======== Provided information ========

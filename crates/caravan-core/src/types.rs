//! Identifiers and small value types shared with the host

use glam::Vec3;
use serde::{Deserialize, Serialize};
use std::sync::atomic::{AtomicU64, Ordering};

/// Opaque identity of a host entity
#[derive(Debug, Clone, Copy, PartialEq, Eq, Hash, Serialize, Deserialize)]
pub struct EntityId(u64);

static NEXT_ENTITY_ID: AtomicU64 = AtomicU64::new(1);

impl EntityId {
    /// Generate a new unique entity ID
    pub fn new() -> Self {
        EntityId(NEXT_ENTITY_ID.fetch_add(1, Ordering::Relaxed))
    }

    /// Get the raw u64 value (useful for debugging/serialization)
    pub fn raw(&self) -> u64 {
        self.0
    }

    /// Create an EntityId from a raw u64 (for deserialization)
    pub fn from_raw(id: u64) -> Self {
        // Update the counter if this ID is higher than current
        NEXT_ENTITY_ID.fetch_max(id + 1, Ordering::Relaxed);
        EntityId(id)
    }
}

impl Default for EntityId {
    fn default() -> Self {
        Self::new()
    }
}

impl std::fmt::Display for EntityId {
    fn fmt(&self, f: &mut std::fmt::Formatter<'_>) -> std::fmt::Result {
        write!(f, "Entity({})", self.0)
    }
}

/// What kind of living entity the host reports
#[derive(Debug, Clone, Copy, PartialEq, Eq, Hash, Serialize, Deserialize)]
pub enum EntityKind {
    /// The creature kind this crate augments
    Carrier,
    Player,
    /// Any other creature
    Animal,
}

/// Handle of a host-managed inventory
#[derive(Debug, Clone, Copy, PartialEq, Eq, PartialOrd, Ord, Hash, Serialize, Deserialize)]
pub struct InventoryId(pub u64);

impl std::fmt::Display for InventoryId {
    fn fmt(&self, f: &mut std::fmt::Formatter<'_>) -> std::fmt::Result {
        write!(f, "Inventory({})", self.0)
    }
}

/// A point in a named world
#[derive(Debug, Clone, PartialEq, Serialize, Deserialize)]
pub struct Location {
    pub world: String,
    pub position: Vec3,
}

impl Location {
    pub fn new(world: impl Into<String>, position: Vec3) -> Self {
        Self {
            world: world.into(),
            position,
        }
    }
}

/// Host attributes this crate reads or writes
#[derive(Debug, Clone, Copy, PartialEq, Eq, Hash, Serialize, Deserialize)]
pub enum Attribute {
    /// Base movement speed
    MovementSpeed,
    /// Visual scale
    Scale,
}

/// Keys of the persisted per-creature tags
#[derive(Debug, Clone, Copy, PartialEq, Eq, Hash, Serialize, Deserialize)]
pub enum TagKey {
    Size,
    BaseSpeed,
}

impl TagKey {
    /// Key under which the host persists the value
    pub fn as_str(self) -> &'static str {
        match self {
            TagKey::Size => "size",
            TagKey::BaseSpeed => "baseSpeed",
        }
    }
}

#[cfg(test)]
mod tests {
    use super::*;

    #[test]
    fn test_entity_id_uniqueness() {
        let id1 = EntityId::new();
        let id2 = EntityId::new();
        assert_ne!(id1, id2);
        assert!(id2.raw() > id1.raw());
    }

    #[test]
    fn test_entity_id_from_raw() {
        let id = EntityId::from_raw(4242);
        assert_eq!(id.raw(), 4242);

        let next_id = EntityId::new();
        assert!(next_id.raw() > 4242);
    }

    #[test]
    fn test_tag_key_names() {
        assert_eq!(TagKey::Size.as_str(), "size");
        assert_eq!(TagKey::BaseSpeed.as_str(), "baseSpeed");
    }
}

========

Work to be completed: Work out the count of lines in the data above containing the string "value". Give it alone.

Answer to this task: 3